- [PROBLEM DESCRIPTION]: The required lines are those that contain "outputs"; pull them out of the data and copy them.

══════

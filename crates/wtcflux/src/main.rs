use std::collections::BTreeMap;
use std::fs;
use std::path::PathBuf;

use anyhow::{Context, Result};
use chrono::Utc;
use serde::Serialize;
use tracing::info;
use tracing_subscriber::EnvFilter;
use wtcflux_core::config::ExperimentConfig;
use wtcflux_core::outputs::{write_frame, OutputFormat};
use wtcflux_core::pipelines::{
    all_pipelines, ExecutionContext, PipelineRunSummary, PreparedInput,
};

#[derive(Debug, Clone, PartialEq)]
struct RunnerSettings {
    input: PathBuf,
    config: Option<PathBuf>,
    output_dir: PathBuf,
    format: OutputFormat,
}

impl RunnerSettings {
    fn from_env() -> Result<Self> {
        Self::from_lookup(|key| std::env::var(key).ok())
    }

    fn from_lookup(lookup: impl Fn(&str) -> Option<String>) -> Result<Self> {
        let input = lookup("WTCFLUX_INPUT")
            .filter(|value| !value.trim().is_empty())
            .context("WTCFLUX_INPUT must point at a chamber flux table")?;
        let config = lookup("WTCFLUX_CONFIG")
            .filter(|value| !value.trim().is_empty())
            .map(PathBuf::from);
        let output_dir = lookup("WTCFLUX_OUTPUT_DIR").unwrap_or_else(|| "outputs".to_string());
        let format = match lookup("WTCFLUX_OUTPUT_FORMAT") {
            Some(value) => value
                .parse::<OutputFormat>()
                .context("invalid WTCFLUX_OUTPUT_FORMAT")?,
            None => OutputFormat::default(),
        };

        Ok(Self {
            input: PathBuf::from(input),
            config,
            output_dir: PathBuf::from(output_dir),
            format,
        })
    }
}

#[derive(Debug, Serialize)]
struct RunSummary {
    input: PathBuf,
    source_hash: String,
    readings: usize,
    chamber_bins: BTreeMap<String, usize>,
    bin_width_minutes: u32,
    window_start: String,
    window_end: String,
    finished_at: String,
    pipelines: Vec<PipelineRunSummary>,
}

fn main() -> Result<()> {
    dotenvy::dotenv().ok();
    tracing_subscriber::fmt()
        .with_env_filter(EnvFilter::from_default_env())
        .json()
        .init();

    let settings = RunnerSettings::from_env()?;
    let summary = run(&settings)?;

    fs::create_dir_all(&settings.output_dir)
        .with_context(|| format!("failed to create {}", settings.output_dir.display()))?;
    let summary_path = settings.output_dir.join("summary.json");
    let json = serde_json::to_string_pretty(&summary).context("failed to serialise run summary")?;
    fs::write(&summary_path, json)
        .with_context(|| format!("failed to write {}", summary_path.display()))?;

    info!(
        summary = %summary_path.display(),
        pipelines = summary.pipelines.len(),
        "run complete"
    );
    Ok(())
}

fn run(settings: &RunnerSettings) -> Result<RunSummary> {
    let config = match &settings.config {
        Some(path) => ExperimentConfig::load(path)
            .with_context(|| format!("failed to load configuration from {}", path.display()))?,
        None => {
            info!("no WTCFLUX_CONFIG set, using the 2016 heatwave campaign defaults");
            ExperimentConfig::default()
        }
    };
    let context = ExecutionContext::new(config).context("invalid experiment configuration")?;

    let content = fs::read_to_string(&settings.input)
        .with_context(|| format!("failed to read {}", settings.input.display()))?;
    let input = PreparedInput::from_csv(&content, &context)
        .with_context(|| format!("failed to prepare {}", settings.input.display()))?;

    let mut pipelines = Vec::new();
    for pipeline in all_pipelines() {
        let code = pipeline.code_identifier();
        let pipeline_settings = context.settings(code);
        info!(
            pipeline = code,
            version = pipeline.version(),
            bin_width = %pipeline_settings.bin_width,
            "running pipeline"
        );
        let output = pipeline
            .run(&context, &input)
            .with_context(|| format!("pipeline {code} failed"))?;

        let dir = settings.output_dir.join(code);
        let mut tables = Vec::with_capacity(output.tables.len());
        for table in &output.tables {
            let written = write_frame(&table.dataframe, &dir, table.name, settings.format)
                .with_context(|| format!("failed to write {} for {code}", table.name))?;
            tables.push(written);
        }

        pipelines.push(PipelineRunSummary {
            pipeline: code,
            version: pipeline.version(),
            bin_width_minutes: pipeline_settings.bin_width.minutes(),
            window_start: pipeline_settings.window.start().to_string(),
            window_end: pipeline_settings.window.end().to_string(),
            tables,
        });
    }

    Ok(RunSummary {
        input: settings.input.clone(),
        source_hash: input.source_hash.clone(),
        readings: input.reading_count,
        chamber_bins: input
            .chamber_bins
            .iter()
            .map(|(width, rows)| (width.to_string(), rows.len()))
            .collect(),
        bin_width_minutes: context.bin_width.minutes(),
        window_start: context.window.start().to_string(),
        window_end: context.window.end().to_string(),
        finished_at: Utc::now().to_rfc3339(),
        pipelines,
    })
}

══════

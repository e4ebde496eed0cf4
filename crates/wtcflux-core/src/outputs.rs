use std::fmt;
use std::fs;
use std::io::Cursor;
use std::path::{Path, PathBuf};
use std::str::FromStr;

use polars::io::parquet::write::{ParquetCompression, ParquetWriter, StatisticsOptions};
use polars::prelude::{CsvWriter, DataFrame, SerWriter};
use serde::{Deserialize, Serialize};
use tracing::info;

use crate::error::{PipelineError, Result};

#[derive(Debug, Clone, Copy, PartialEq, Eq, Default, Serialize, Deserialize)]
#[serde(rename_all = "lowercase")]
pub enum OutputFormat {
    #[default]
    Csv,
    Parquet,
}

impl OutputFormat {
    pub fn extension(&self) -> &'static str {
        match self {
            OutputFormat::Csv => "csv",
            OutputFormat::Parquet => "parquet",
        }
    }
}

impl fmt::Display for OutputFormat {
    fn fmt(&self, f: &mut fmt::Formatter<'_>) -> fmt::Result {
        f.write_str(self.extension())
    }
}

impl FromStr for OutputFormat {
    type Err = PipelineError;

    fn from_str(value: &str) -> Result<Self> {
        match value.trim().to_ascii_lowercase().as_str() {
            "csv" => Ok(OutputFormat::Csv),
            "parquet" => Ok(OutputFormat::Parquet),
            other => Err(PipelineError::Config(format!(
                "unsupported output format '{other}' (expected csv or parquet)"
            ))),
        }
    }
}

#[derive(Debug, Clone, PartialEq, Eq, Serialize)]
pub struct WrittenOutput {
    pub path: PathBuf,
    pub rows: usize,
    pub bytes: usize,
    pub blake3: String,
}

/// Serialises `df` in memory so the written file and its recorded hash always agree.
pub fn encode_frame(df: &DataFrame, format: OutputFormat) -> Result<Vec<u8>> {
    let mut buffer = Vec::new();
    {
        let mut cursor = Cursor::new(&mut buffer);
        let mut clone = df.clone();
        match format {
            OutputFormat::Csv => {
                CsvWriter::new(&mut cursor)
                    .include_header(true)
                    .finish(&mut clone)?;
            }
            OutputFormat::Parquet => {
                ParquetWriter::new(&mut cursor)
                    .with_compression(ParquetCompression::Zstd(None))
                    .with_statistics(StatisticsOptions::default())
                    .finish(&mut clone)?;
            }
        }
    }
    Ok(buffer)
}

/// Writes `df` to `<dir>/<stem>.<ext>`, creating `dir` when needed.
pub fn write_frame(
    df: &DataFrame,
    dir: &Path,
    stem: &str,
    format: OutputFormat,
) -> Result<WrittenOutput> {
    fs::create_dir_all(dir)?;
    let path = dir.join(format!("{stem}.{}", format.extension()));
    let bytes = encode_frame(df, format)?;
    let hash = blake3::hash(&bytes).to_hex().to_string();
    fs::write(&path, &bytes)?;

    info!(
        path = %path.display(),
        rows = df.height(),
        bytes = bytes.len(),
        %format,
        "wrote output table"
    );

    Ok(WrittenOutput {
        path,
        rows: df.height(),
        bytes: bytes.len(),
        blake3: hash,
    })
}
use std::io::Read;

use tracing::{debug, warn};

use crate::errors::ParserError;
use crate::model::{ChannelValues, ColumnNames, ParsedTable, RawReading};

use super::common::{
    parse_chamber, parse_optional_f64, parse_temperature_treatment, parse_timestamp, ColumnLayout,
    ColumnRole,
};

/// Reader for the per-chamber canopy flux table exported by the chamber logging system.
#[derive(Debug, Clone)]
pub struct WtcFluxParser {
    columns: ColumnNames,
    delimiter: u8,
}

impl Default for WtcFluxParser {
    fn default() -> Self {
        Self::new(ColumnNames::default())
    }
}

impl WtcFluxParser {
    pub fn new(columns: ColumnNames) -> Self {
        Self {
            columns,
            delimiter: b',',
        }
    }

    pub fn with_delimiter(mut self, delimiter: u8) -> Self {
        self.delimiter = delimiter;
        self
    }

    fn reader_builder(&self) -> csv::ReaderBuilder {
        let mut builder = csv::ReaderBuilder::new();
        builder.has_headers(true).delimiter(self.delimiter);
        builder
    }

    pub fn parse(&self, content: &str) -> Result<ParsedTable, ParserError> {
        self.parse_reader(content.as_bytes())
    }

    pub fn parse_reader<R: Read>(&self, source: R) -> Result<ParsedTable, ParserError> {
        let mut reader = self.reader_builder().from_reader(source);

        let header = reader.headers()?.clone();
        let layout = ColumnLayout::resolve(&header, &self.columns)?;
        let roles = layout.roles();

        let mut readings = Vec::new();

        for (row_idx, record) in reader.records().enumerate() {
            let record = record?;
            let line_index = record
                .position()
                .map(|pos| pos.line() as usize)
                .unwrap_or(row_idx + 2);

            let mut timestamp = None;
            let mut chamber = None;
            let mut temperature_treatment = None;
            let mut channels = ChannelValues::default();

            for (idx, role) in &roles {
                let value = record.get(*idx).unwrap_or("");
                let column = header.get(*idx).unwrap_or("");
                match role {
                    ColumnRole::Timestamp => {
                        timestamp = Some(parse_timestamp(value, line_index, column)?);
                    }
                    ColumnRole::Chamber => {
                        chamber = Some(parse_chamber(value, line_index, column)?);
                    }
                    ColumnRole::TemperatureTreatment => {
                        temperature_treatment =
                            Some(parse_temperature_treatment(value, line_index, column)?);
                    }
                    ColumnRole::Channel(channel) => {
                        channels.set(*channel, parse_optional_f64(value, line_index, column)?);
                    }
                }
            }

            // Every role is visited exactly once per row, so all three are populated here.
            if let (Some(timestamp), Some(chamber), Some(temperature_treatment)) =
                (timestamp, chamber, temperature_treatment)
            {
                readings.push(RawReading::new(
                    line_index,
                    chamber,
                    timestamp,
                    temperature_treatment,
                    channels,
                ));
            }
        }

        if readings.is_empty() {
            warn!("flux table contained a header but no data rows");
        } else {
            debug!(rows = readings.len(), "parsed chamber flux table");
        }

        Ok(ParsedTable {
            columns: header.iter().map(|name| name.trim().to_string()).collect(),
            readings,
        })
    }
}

══════

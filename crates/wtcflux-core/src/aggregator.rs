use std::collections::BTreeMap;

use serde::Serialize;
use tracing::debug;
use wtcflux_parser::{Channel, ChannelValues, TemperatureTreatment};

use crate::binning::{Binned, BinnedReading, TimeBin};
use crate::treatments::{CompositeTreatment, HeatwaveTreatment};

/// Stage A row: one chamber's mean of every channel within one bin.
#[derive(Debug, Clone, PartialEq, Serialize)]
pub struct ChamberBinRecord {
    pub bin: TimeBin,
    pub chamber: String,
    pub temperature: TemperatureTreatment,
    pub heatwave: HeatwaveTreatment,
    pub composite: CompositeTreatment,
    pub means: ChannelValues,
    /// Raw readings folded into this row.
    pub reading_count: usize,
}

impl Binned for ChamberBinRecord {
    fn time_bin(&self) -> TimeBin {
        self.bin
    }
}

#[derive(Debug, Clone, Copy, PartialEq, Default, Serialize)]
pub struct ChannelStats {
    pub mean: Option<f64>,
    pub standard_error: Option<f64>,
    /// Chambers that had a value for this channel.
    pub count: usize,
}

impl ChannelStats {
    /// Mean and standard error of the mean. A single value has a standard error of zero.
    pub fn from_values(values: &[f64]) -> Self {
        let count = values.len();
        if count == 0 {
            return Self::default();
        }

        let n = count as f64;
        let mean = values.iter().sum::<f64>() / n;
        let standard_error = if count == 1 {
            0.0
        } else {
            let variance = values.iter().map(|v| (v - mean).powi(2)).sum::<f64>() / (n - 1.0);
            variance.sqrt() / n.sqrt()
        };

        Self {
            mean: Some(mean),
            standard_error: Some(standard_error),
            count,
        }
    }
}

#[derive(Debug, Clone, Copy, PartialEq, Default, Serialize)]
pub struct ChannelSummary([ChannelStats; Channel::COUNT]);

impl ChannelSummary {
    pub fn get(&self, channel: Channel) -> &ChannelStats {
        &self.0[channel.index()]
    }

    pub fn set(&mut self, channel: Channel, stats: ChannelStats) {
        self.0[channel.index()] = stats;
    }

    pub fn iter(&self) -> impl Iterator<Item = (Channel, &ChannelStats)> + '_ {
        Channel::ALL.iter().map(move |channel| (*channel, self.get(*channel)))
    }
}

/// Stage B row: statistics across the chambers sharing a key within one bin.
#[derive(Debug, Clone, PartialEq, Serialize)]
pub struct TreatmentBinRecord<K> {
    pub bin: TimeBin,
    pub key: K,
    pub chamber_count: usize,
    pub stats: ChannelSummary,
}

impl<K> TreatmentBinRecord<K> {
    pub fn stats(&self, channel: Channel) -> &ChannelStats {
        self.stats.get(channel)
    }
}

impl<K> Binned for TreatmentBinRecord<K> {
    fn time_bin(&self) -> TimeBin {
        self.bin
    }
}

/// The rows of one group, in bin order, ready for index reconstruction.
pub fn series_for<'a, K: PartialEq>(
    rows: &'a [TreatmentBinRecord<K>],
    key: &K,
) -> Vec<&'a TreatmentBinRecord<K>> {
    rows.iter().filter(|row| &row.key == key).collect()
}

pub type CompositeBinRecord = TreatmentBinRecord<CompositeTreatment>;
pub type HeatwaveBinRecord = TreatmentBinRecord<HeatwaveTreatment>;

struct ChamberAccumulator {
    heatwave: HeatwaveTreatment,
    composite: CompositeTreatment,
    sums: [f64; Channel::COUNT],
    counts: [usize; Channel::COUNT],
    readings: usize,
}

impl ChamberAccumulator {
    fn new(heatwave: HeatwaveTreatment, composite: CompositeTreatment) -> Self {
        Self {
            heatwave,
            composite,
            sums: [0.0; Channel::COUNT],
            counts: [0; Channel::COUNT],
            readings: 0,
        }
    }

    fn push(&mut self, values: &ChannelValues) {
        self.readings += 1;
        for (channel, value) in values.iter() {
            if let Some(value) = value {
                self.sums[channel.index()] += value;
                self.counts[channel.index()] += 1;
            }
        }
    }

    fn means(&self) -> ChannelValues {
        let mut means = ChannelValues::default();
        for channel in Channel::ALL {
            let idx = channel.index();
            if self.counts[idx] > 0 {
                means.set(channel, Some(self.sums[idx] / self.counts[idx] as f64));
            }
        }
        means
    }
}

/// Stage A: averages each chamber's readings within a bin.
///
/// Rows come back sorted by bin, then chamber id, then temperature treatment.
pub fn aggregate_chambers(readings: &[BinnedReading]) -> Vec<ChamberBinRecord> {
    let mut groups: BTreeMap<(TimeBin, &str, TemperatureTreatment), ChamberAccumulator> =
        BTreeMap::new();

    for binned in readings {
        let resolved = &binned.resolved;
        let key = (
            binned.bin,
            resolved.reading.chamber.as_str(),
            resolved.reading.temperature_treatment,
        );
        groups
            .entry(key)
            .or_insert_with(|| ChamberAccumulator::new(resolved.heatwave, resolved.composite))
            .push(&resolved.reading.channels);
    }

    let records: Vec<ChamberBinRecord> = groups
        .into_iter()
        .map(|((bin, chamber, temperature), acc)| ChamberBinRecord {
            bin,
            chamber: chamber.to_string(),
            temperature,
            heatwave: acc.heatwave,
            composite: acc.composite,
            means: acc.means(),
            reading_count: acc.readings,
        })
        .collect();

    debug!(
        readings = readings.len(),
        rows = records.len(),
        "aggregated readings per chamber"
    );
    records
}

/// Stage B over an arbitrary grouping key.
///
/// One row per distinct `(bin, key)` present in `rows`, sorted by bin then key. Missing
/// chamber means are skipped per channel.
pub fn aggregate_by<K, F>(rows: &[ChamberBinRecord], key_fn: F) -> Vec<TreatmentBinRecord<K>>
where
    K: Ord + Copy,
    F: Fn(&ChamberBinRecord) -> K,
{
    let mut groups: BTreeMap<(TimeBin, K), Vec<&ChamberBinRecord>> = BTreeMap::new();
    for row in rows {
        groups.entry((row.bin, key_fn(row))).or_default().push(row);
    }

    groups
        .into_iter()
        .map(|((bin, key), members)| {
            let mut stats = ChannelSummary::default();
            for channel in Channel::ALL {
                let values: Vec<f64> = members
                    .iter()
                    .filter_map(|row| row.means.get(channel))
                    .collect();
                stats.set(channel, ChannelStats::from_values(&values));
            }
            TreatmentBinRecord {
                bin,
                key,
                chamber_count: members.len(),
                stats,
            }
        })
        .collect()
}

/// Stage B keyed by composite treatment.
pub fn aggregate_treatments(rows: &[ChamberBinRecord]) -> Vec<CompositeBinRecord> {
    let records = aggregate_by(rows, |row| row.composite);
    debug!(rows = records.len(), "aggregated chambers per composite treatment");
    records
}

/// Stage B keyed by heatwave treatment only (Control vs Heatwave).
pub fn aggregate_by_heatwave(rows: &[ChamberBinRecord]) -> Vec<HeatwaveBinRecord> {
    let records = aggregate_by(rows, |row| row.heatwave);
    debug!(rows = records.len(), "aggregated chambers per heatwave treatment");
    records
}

══════

- [REPLY TO THE TASK]:
use wtcflux_core::outputs::{write_frame, OutputFormat};
        let output_dir = lookup("WTCFLUX_OUTPUT_DIR").unwrap_or_else(|| "outputs".to_string());
filename crates/wtcflux-core/src/outputs.rs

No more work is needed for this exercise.